RIO DE JANEIRO/MAPUTO (Reuters) – One of Brazil’s top cocaine traffickers has been arrested in Mozambique, officials in both countries said, underlining the growing global footprint of the First Capital Command (PCC) gang, Brazil’s most powerful criminal organization.
Gilberto Aparecido dos Santos, aka “Fuminho,” had been on the run for more than 20 years until his capture in Maputo on Monday, and was one of Brazil’s “most-wanted” fugitives, Brazil’s federal police said in a statement.
“The prisoner was considered the largest supplier of cocaine to a gang operating throughout Brazil, as well as being responsible for sending tonnes of the drug to several countries,” the statement said.

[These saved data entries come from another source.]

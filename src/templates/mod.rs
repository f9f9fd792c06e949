//! Versioned prompt-template catalog and renderer for `PrepareSystemPrompt`
//! and the Turn-1/Turn-2 user-message stages (spec §4.5, §9).
//!
//! Templates live on disk under `TEMPLATE_BASE_PATH/<name>/<version>/template.hbs`,
//! one subdirectory per semver version. [`TemplateCatalog::render`] resolves
//! the highest version for a name, renders it with Handlebars in strict mode
//! (so an unbound variable fails the render instead of emitting an empty
//! string), and caches the loaded source behind a read-mostly lock — the
//! "single-writer initialization barrier" spec §9 calls for: readers take
//! the catalog's `RwLock` for reads once a template is warm, and only the
//! first caller to miss pays the write-lock/disk-read cost.

use async_trait::async_trait;
use handlebars::Handlebars;
use serde::Serialize;
use std::collections::HashMap;
use std::path::{Path, PathBuf};
use std::sync::Arc;
use tokio::sync::RwLock;

use crate::config::{LlmRequestConfig, ThinkingType};
use crate::error::{Error, Result};

/// One resolved, cached template: its source text and the version directory
/// it was loaded from.
#[derive(Debug, Clone)]
struct CachedTemplate {
    version: String,
    source: String,
}

/// The thinking-mode block of [`CompleteSystemPrompt`] (spec §9's
/// `BedrockConfig.thinking`).
#[derive(Debug, Clone, Serialize)]
pub struct ThinkingSpec {
    #[serde(rename = "type")]
    pub kind: &'static str,
    pub budget_tokens: u32,
}

/// The rendered system prompt plus the LLM request configuration it must
/// travel with (spec §4.5: "serializes a `CompleteSystemPrompt` object that
/// also carries the LLM configuration").
#[derive(Debug, Clone, Serialize)]
pub struct CompleteSystemPrompt {
    pub system_prompt: String,
    pub template_version: String,
    pub anthropic_version: String,
    pub max_tokens: u32,
    pub thinking: ThinkingSpec,
    pub model_id: String,
}

/// A rendered (non-system) prompt, e.g. a Turn-1 or Turn-2 user message.
#[derive(Debug, Clone)]
pub struct RenderedPrompt {
    pub text: String,
    pub template_version: String,
}

/// Selects and renders templates from a versioned catalog on disk.
#[async_trait]
pub trait TemplateEngine: Send + Sync {
    async fn render_system_prompt(
        &self,
        template_name: &str,
        context: &serde_json::Value,
        llm: &LlmRequestConfig,
    ) -> Result<CompleteSystemPrompt>;

    async fn render(&self, template_name: &str, context: &serde_json::Value) -> Result<RenderedPrompt>;
}

/// Disk-backed template catalog under a `TEMPLATE_BASE_PATH` root.
pub struct TemplateCatalog {
    base_path: PathBuf,
    cache: Arc<RwLock<HashMap<String, CachedTemplate>>>,
}

impl TemplateCatalog {
    pub fn new(base_path: impl Into<PathBuf>) -> Self {
        Self {
            base_path: base_path.into(),
            cache: Arc::new(RwLock::new(HashMap::new())),
        }
    }

    /// Resolve and read the named template, preferring the warm cache and
    /// falling back to a disk read under the write lock on a miss.
    async fn load(&self, name: &str) -> Result<CachedTemplate> {
        {
            let cache = self.cache.read().await;
            if let Some(cached) = cache.get(name) {
                return Ok(cached.clone());
            }
        }

        let mut cache = self.cache.write().await;
        if let Some(cached) = cache.get(name) {
            return Ok(cached.clone());
        }

        let (version, path) = get_latest_version(&self.base_path, name)?;
        let source = std::fs::read_to_string(&path).map_err(|e| {
            Error::template_processing(
                "TemplateCatalog",
                "load",
                format!("failed to read template {}: {e}", path.display()),
            )
        })?;

        let cached = CachedTemplate { version, source };
        cache.insert(name.to_string(), cached.clone());
        Ok(cached)
    }

    fn render_source(source: &str, context: &serde_json::Value) -> Result<String> {
        let mut handlebars = Handlebars::new();
        handlebars.set_strict_mode(true);
        handlebars
            .render_template(source, context)
            .map_err(|e| Error::template_processing("TemplateCatalog", "render", e.to_string()))
    }
}

#[async_trait]
impl TemplateEngine for TemplateCatalog {
    async fn render_system_prompt(
        &self,
        template_name: &str,
        context: &serde_json::Value,
        llm: &LlmRequestConfig,
    ) -> Result<CompleteSystemPrompt> {
        let cached = self.load(template_name).await?;
        let system_prompt = Self::render_source(&cached.source, context)?;

        Ok(CompleteSystemPrompt {
            system_prompt,
            template_version: cached.version,
            anthropic_version: llm.anthropic_version.clone(),
            max_tokens: llm.max_tokens,
            thinking: ThinkingSpec {
                kind: match llm.thinking_type {
                    ThinkingType::Enabled => "enabled",
                    ThinkingType::Disabled => "disabled",
                },
                budget_tokens: llm.budget_tokens,
            },
            model_id: llm.model_id.clone(),
        })
    }

    async fn render(&self, template_name: &str, context: &serde_json::Value) -> Result<RenderedPrompt> {
        let cached = self.load(template_name).await?;
        let text = Self::render_source(&cached.source, context)?;
        Ok(RenderedPrompt {
            text,
            template_version: cached.version,
        })
    }
}

/// Parse a `major.minor.patch` directory name into a comparable tuple.
/// Non-conforming directory names are ignored rather than treated as an
/// error, so stray files under the template root don't break resolution.
fn parse_semver_dir(name: &str) -> Option<(u32, u32, u32)> {
    let mut parts = name.split('.');
    let major = parts.next()?.parse().ok()?;
    let minor = parts.next()?.parse().ok()?;
    let patch = parts.next()?.parse().ok()?;
    if parts.next().is_some() {
        return None;
    }
    Some((major, minor, patch))
}

/// `GetLatestVersion(name)`: the highest semver subdirectory of
/// `base_path/name` that contains a `template.hbs` file (spec §4.5).
fn get_latest_version(base_path: &Path, name: &str) -> Result<(String, PathBuf)> {
    let template_dir = base_path.join(name);
    let entries = std::fs::read_dir(&template_dir).map_err(|e| {
        Error::template_processing(
            "TemplateCatalog",
            "get_latest_version",
            format!("no template catalog at {}: {e}", template_dir.display()),
        )
    })?;

    let mut best: Option<((u32, u32, u32), String)> = None;
    for entry in entries.flatten() {
        let Ok(file_type) = entry.file_type() else {
            continue;
        };
        if !file_type.is_dir() {
            continue;
        }
        let dir_name = entry.file_name().to_string_lossy().into_owned();
        let Some(version) = parse_semver_dir(&dir_name) else {
            continue;
        };
        if !entry.path().join("template.hbs").is_file() {
            continue;
        }
        if best.as_ref().map(|(v, _)| version > *v).unwrap_or(true) {
            best = Some((version, dir_name));
        }
    }

    let (_, version) = best.ok_or_else(|| {
        Error::template_processing(
            "TemplateCatalog",
            "get_latest_version",
            format!("no versioned template found for '{name}' under {}", template_dir.display()),
        )
    })?;

    let path = template_dir.join(&version).join("template.hbs");
    Ok((version, path))
}

#[cfg(test)]
mod tests {
    use super::*;
    use serde_json::json;

    fn write_template(dir: &Path, name: &str, version: &str, body: &str) {
        let version_dir = dir.join(name).join(version);
        std::fs::create_dir_all(&version_dir).unwrap();
        std::fs::write(version_dir.join("template.hbs"), body).unwrap();
    }

    #[test]
    fn get_latest_version_picks_the_highest_semver_directory() {
        let dir = tempfile::tempdir().unwrap();
        write_template(dir.path(), "greeting", "1.0.0", "hi {{name}}");
        write_template(dir.path(), "greeting", "1.2.0", "hello {{name}}");
        write_template(dir.path(), "greeting", "1.10.0", "hey {{name}}");

        let (version, path) = get_latest_version(dir.path(), "greeting").unwrap();
        assert_eq!(version, "1.10.0");
        assert!(path.ends_with("1.10.0/template.hbs"));
    }

    #[test]
    fn get_latest_version_errors_when_catalog_missing() {
        let dir = tempfile::tempdir().unwrap();
        let err = get_latest_version(dir.path(), "nonexistent").unwrap_err();
        assert!(matches!(err, Error::TemplateProcessing { .. }));
    }

    #[tokio::test]
    async fn render_system_prompt_binds_context_and_llm_config() {
        let dir = tempfile::tempdir().unwrap();
        write_template(
            dir.path(),
            "layout-vs-checking",
            "1.0.0",
            "rows={{machine_structure.row_count}}",
        );

        let catalog = TemplateCatalog::new(dir.path());
        let llm = LlmRequestConfig {
            anthropic_version: "2023-06-01".to_string(),
            model_id: "claude-3-5-sonnet-20241022".to_string(),
            max_tokens: 4096,
            budget_tokens: 2048,
            thinking_type: ThinkingType::Enabled,
            temperature: 0.0,
            top_p: 1.0,
        };
        let context = json!({ "machine_structure": { "row_count": 6 } });

        let prompt = catalog
            .render_system_prompt("layout-vs-checking", &context, &llm)
            .await
            .unwrap();

        assert_eq!(prompt.system_prompt, "rows=6");
        assert_eq!(prompt.template_version, "1.0.0");
        assert_eq!(prompt.thinking.kind, "enabled");
        assert_eq!(prompt.max_tokens, 4096);
    }

    #[tokio::test]
    async fn render_with_unbound_variable_is_a_template_processing_error() {
        let dir = tempfile::tempdir().unwrap();
        write_template(dir.path(), "turn2-prompt", "1.0.0", "{{missing_field}}");

        let catalog = TemplateCatalog::new(dir.path());
        let err = catalog
            .render("turn2-prompt", &json!({}))
            .await
            .unwrap_err();
        assert!(matches!(err, Error::TemplateProcessing { .. }));
        assert!(!err.retry_strategy().is_retryable());
    }

    #[tokio::test]
    async fn second_render_is_served_from_cache() {
        let dir = tempfile::tempdir().unwrap();
        write_template(dir.path(), "turn1-prompt", "1.0.0", "static text");
        let catalog = TemplateCatalog::new(dir.path());

        let first = catalog.render("turn1-prompt", &json!({})).await.unwrap();
        std::fs::remove_dir_all(dir.path().join("turn1-prompt")).unwrap();
        let second = catalog.render("turn1-prompt", &json!({})).await.unwrap();

        assert_eq!(first.text, second.text);
        assert_eq!(second.text, "static text");
    }
}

Originally formed as a prison gang in Sao Paulo, the PCC has spread across Brazil and is increasingly moving cocaine overseas, especially to Europe and Africa.
In March, Reuters reported that Brazil has become one of the top suppliers of cocaine to Europe, transforming the country’s role in the trans-Atlantic drug trade.
Leonardo Simbine, a spokesman for Mozambique’s Criminal Investigations Services, told Reuters that local police had been tipped off by Interpol that dos Santos had entered the country in mid-March.
“We did our investigations and found him at a luxury hotel in Maputo. We arrested him with two accomplices, two Nigerian citizens,” Simbine said.
On his way to the maximum security prison where he is now being held, dos Santos refused to answer questions from the press. “Talk to my lawyer,” he said.
Brazil has 40 days to submit an extradition request, Simbine said, adding that dos Santos is being held on charges of drug possession and using a false passport.
In its statement, Brazil’s federal police said the operation to catch dos Santos also involved the U.S. Drug Enforcement Administration, the U.S. Department of Justice and the Mozambique police.
The Brazilian federal police also accused dos Santos of allegedly financing a rescue plan for PCC boss Marcos Willians Camacho, or “Marcola,” who is in a federal jail in Brasilia. The alleged plan prompted Brazilian authorities to heighten security at the jail in February, the statement said.
Local media have reported that dos Santos was Camacho’s “right-hand man.”